Document Type
Thesis
First Faculty Advisor
Christopher Reid
Second Faculty Advisor
Steven Weicksel
Keywords
microbiology; genetic and chemical inactivation
Publisher
Bryant University
Rights Management
CC-BY-NC-ND
Abstract
Many of our most successful antibiotics, like penicillin, are inhibitors of bacterial cell wall synthesis, yet many bacteria have developed antibiotic resistance to them. In an updated report released by the Centers for Disease Control (CDC) in November of 2019, it was estimated that 2.8 million infections and 35,000 deaths occur in the United States alone because of antibiotic resistant bacteria. It is crucial that novel antibiotics are developed in order to fight this global crisis.

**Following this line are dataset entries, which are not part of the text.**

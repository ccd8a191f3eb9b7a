use serde::{Deserialize, Deserializer, Serialize, Serializer};
use std::{fmt, str::FromStr};

use thiserror::Error;

/// Suits in ascending tie-break order. A higher suit wins when two cards
/// share a rank, so the hearts three beats the spades three.
#[derive(Clone, Copy, Debug, Deserialize, Eq, Hash, Ord, PartialEq, PartialOrd, Serialize)]
pub enum Suit {
    Spades,
    Clubs,
    Diamonds,
    Hearts,
}

impl Suit {
    pub const ALL: [Suit; 4] = [Suit::Spades, Suit::Clubs, Suit::Diamonds, Suit::Hearts];

    /// Single-letter wire code (`S`, `C`, `D`, `H`).
    pub fn letter(self) -> char {
        match self {
            Self::Spades => 'S',
            Self::Clubs => 'C',
            Self::Diamonds => 'D',
            Self::Hearts => 'H',
        }
    }

    fn from_letter(letter: char) -> Option<Self> {
        match letter {
            'S' => Some(Self::Spades),
            'C' => Some(Self::Clubs),
            'D' => Some(Self::Diamonds),
            'H' => Some(Self::Hearts),
            _ => None,
        }
    }
}

impl fmt::Display for Suit {
    fn fmt(&self, f: &mut fmt::Formatter) -> fmt::Result {
        write!(f, "{}", self.letter())
    }
}

/// Ranks in ascending game order: threes are the global low, the ace and
/// the two sit above the king, and the two beats everything.
#[derive(Clone, Copy, Debug, Deserialize, Eq, Hash, Ord, PartialEq, PartialOrd, Serialize)]
pub enum Rank {
    Three,
    Four,
    Five,
    Six,
    Seven,
    Eight,
    Nine,
    Ten,
    Jack,
    Queen,
    King,
    Ace,
    Two,
}

impl Rank {
    pub const ALL: [Rank; 13] = [
        Rank::Three,
        Rank::Four,
        Rank::Five,
        Rank::Six,
        Rank::Seven,
        Rank::Eight,
        Rank::Nine,
        Rank::Ten,
        Rank::Jack,
        Rank::Queen,
        Rank::King,
        Rank::Ace,
        Rank::Two,
    ];

    /// Numeric wire value: ace=1, two=2, three=3 ... ten=10, J=11, Q=12,
    /// K=13. This is the card-face numbering, not the game order.
    pub fn code(self) -> u8 {
        match self {
            Self::Ace => 1,
            Self::Two => 2,
            Self::Three => 3,
            Self::Four => 4,
            Self::Five => 5,
            Self::Six => 6,
            Self::Seven => 7,
            Self::Eight => 8,
            Self::Nine => 9,
            Self::Ten => 10,
            Self::Jack => 11,
            Self::Queen => 12,
            Self::King => 13,
        }
    }

    fn from_code(code: u8) -> Option<Self> {
        match code {
            1 => Some(Self::Ace),
            2 => Some(Self::Two),
            3 => Some(Self::Three),
            4 => Some(Self::Four),
            5 => Some(Self::Five),
            6 => Some(Self::Six),
            7 => Some(Self::Seven),
            8 => Some(Self::Eight),
            9 => Some(Self::Nine),
            10 => Some(Self::Ten),
            11 => Some(Self::Jack),
            12 => Some(Self::Queen),
            13 => Some(Self::King),
            _ => None,
        }
    }

    /// Position on the run-adjacency line: 3..K keep their face value while
    /// the ace and the two extend the line past the king (14 and 15). Only
    /// run detection uses this; comparisons use the enum order.
    pub fn run_order(self) -> u8 {
        match self {
            Self::Ace => 14,
            Self::Two => 15,
            other => other.code(),
        }
    }
}

/// A card is a rank and a suit. Ordering is rank-major with the suit as the
/// tie-break, which makes the derived order a strict total order over the
/// 52-card domain.
#[derive(Clone, Copy, Debug, Eq, Hash, Ord, PartialEq, PartialOrd)]
pub struct Card(pub Rank, pub Suit);

impl Card {
    #[must_use]
    pub fn rank(self) -> Rank {
        self.0
    }

    #[must_use]
    pub fn suit(self) -> Suit {
        self.1
    }
}

/// Cards travel as suit letter plus face value, `S3` through `H13`.
impl fmt::Display for Card {
    fn fmt(&self, f: &mut fmt::Formatter) -> fmt::Result {
        write!(f, "{}{}", self.1.letter(), self.0.code())
    }
}

#[derive(Clone, Debug, Error, Eq, PartialEq)]
#[error("not a card code: {0:?}")]
pub struct ParseCardError(pub String);

impl FromStr for Card {
    type Err = ParseCardError;

    fn from_str(s: &str) -> Result<Self, Self::Err> {
        let err = || ParseCardError(s.to_string());
        let mut chars = s.chars();
        let suit = chars.next().and_then(Suit::from_letter).ok_or_else(err)?;
        let rank = chars
            .as_str()
            .parse::<u8>()
            .ok()
            .and_then(Rank::from_code)
            .ok_or_else(err)?;
        Ok(Card(rank, suit))
    }
}

impl Serialize for Card {
    fn serialize<S>(&self, serializer: S) -> Result<S::Ok, S::Error>
    where
        S: Serializer,
    {
        serializer.serialize_str(&self.to_string())
    }
}

impl<'de> Deserialize<'de> for Card {
    fn deserialize<D>(deserializer: D) -> Result<Self, D::Error>
    where
        D: Deserializer<'de>,
    {
        let s = String::deserialize(deserializer)?;
        s.parse().map_err(serde::de::Error::custom)
    }
}

/// All 52 cards in ascending game order.
pub fn standard_deck() -> Vec<Card> {
    let mut deck = Vec::with_capacity(52);
    for rank in Rank::ALL {
        for suit in Suit::ALL {
            deck.push(Card(rank, suit));
        }
    }
    deck
}

#[cfg(test)]
mod tests {
    use super::*;

    fn card(code: &str) -> Card {
        code.parse().unwrap()
    }

    #[test]
    fn twos_and_aces_outrank_everything() {
        assert!(card("S2") > card("S1"));
        assert!(card("S1") > card("S13"));
        assert!(card("S13") > card("S12"));
        assert!(card("H2") > card("H3"));
        assert!(card("S3") < card("C4"));
    }

    #[test]
    fn suits_break_rank_ties() {
        assert!(card("S7") < card("C7"));
        assert!(card("C7") < card("D7"));
        assert!(card("D7") < card("H7"));
        assert!(card("H7") > card("S7"));
    }

    #[test]
    fn comparator_is_a_strict_total_order() {
        let deck = standard_deck();
        for a in &deck {
            for b in &deck {
                assert_eq!(a.cmp(b), b.cmp(a).reverse());
                if a.cmp(b).is_eq() {
                    assert_eq!(a, b);
                }
            }
        }
    }

    #[test]
    fn deck_holds_52_distinct_cards() {
        let deck = standard_deck();
        assert_eq!(deck.len(), 52);
        let unique: std::collections::BTreeSet<_> = deck.iter().copied().collect();
        assert_eq!(unique.len(), 52);
    }

    #[test]
    fn wire_codes_parse_back() {
        for code in ["S3", "H13", "D1", "C2", "S10"] {
            assert_eq!(card(code).to_string(), code);
        }
        assert_eq!(card("S1").rank(), Rank::Ace);
        assert_eq!(card("C11").rank(), Rank::Jack);
    }

    #[test]
    fn bad_codes_are_rejected() {
        for bad in ["", "S", "3", "X3", "S0", "S14", "SS3", "s3", "H 4"] {
            assert!(bad.parse::<Card>().is_err(), "{bad:?} parsed");
        }
    }

    #[test]
    fn run_order_extends_past_the_king() {
        assert_eq!(Rank::King.run_order(), 13);
        assert_eq!(Rank::Ace.run_order(), 14);
        assert_eq!(Rank::Two.run_order(), 15);
        assert_eq!(Rank::Three.run_order(), 3);
    }

    #[test]
    fn cards_serialize_as_code_strings() {
        let json = serde_json::to_string(&vec![card("S3"), card("H1")]).unwrap();
        assert_eq!(json, r#"["S3","H1"]"#);
        let back: Vec<Card> = serde_json::from_str(&json).unwrap();
        assert_eq!(back, vec![card("S3"), card("H1")]);
    }
}
//! # Tien Len
//!
//! A Tien Len ("Thirteen") card game engine: dealing, combination
//! classification, move validation, turn rotation, and round-resets for
//! four-seat rooms mutated by concurrent connections.
//!
//! The engine holds authoritative per-room state behind a narrow
//! key-addressed store and never trusts callers with rule decisions: a
//! transport hands it commands, gets back accepted snapshots or rejections
//! with reasons, and broadcasts the result itself.
//!
//! ## Architecture
//!
//! - **Cards and combinations** ([`game`]): the total order over the 52-card
//!   domain (twos high, spades low) and the classifier for pairs, triples,
//!   runs, and four of a kind.
//! - **Turn state machine** ([`game::engine`]): deals rounds, gates the
//!   opening play on the lowest dealt card, enforces board type and top-card
//!   beats, rotates seats modulo four, and resets the board after a full
//!   circuit of passes. Hand-to-board moves are atomic: a play either lands
//!   whole or not at all.
//! - **Store** ([`store`]): the [`store::GameStore`] contract plus an
//!   in-process [`store::MemoryStore`]. All state lives here; the engine is
//!   stateless between calls.
//! - **Rooms** ([`room`]): one single-writer actor per room serializes every
//!   mutation, closing the check-then-act races a shared store invites; a
//!   manager spawns actors and routes request/reply commands.
//!
//! ## Example
//!
//! ```ignore
//! use std::sync::Arc;
//! use tien_len::{DealOverrides, GameEngine, MemoryStore, Seat};
//!
//! let engine = GameEngine::new(Arc::new(MemoryStore::new()), 5);
//! let players = vec!["ha".into(), "tuan".into(), "mai".into(), "linh".into()];
//! let start = engine.initialize("room-1", &players, DealOverrides::default()).await?;
//!
//! // Whoever holds the lowest dealt card opens the round with it.
//! let opener = Seat::ALL[0];
//! engine.play_cards("room-1", opener, &[start.lowest_dealt]).await?;
//! ```

/// Core game logic: cards, combinations, and the turn state machine.
pub mod game;
pub use game::{
    classify, standard_deck, Card, Combination, DealOverrides, EngineError, EngineResult,
    GameEngine, ParseCardError, PassOutcome, PassSnapshot, PlayOutcome, PlaySnapshot, PlayerId,
    Rank, RejectReason, RoomId, RoundStart, RoundView, Seat, Suit,
    constants::{self, DECK_SIZE, DEFAULT_HAND_SIZE},
};

/// Key-addressed round state storage.
pub mod store;
pub use store::{GameStore, MemoryStore, Pile, ScalarField, StoreError};

/// Room actors and the registry that spawns them.
pub mod room;
pub use room::{RoomConfig, RoomError, RoomHandle, RoomManager};
//! Key-addressed storage for round state.
//!
//! The engine talks to its backing store through [`GameStore`], a deliberately
//! narrow contract: per-room scalar slots, per-room card piles, and one atomic
//! batch move between piles. Every key is structured (`(room, field)` or
//! `(room, pile)`), so two rooms can never collide and a hand can never alias
//! a seat's identity slot. No game rules live behind this trait.

use async_trait::async_trait;
use std::fmt;
use thiserror::Error;

use crate::game::{Card, Seat};

mod memory;

pub use memory::MemoryStore;

/// Scalar slots a room owns. Values cross the trait as opaque strings; the
/// engine owns every encoding.
#[derive(Clone, Copy, Debug, Eq, Hash, PartialEq)]
pub enum ScalarField {
    /// Seat whose turn it is.
    CurrentSeat,
    /// Seat that made the most recent accepted play.
    LastSeat,
    /// Classification of the combination currently on the board.
    BoardKind,
    /// Highest card of the most recent accepted play.
    TopCard,
    /// The card that must open the round.
    LowestDealt,
    /// External identity bound to a seat at deal time.
    SeatIdentity(Seat),
}

impl fmt::Display for ScalarField {
    fn fmt(&self, f: &mut fmt::Formatter) -> fmt::Result {
        match self {
            Self::CurrentSeat => write!(f, "current"),
            Self::LastSeat => write!(f, "last"),
            Self::BoardKind => write!(f, "board_kind"),
            Self::TopCard => write!(f, "top"),
            Self::LowestDealt => write!(f, "lowest"),
            Self::SeatIdentity(seat) => write!(f, "identity:{seat}"),
        }
    }
}

/// Card piles a room owns.
#[derive(Clone, Copy, Debug, Eq, Hash, PartialEq)]
pub enum Pile {
    Hand(Seat),
    Board,
}

#[derive(Clone, Debug, Error, Eq, PartialEq)]
pub enum StoreError {
    #[error("store unreachable: {0}")]
    Unreachable(String),
    #[error("store operation failed: {0}")]
    Backend(String),
}

pub type StoreResult<T> = Result<T, StoreError>;

/// Backing store contract. Implementations hold no rules; they move and
/// remember exactly what they are told to.
#[async_trait]
pub trait GameStore: Send + Sync {
    /// Read a scalar slot, `None` when unset.
    async fn scalar(&self, room: &str, field: ScalarField) -> StoreResult<Option<String>>;

    /// Write a scalar slot, replacing any previous value.
    async fn set_scalar(&self, room: &str, field: ScalarField, value: &str) -> StoreResult<()>;

    /// Unset a scalar slot. Clearing an absent slot is not an error.
    async fn clear_scalar(&self, room: &str, field: ScalarField) -> StoreResult<()>;

    /// Members of a pile in ascending card order; empty when absent.
    async fn members(&self, room: &str, pile: Pile) -> StoreResult<Vec<Card>>;

    /// Add cards to a pile. Piles are sets; re-adding a member is a no-op.
    async fn add_members(&self, room: &str, pile: Pile, cards: &[Card]) -> StoreResult<()>;

    /// Empty a pile, discarding its members.
    async fn clear_pile(&self, room: &str, pile: Pile) -> StoreResult<()>;

    /// Move a card batch between piles as one atomic step. `Ok(false)`
    /// reports a batch that was not fully present in the source pile (or
    /// that repeats a card); nothing moves in that case.
    async fn move_members(
        &self,
        room: &str,
        from: Pile,
        to: Pile,
        cards: &[Card],
    ) -> StoreResult<bool>;

    /// Drop every slot and pile the room owns.
    async fn wipe_room(&self, room: &str) -> StoreResult<()>;
}
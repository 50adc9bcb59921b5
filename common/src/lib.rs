pub mod arbiter;
pub mod burn;
pub mod config;
pub mod error;
pub mod fallback;
pub mod hysteresis;
pub mod payload;
pub mod range;
pub mod thermostat;
pub mod topics;
pub mod types;

pub use config::{PersistedSettings, RuntimeConfig, Setting, SettingsUpdate, ThermostatConfig};
pub use error::{PayloadError, RangeError};
pub use thermostat::{EngineAction, ThermostatEngine, TickInputs};
pub use topics::*;
pub use types::{
    format_burn_time, BurnCounters, CalendarDate, ControlMode, ControllerStatePayload,
    ControllerStatus, Cycle, RangeBound, RemoteTemperature, TemperatureRange, TemperatureSource,
};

Diamide antibiotics have shown promise as an antimicrobial molecular scaffold targeting the degradation of the bacterial cell wall. The diamide masarimycin works as a small molecule autolysin inhibitor that exhibits antimicrobial activity against Bacillus subtilis and Streptococcus pneumoniae in the low micromolar range. The purpose of this study is to investigate how "non-essential" enzymes, such as autolysins, can halt bacterial cell growth when enzymatic activity is inhibited. This study analyzed how these newly discovered diamide antibiotics alter the expression of enzymes involved in cell wall metabolism and how this compares to genetic inactivation of these same enzymes. In B. subtilis masarimycin inhibits the autolysin LytG, an exo-acting N-acetylglucosaminidase (GlcNAcase) that is the major active GlcNAcase during vegetative growth. It was hypothesized that chemical inactivation of LytG by masarimycin results in a unique autolysin expression profile compared to genetic inactivation of the lytG gene. Initial experiments have focused on quantifying the changes in expression levels of the major autolysins (LytC, LytD, LytG, LytF) in B. subtilis 3610 and autolytic mutants by qPCR to look for changes in expression of these enzymes after chemical or genetic inactivation. Results indicate at early exponential phase (OD600nm 0.2) B. subtilis 3610 appears to compensate for masarimycin inhibition of LytG by expressing more LytD, which could explain the heightened masarimycin sensitivity that has been observed in the lytD mutant.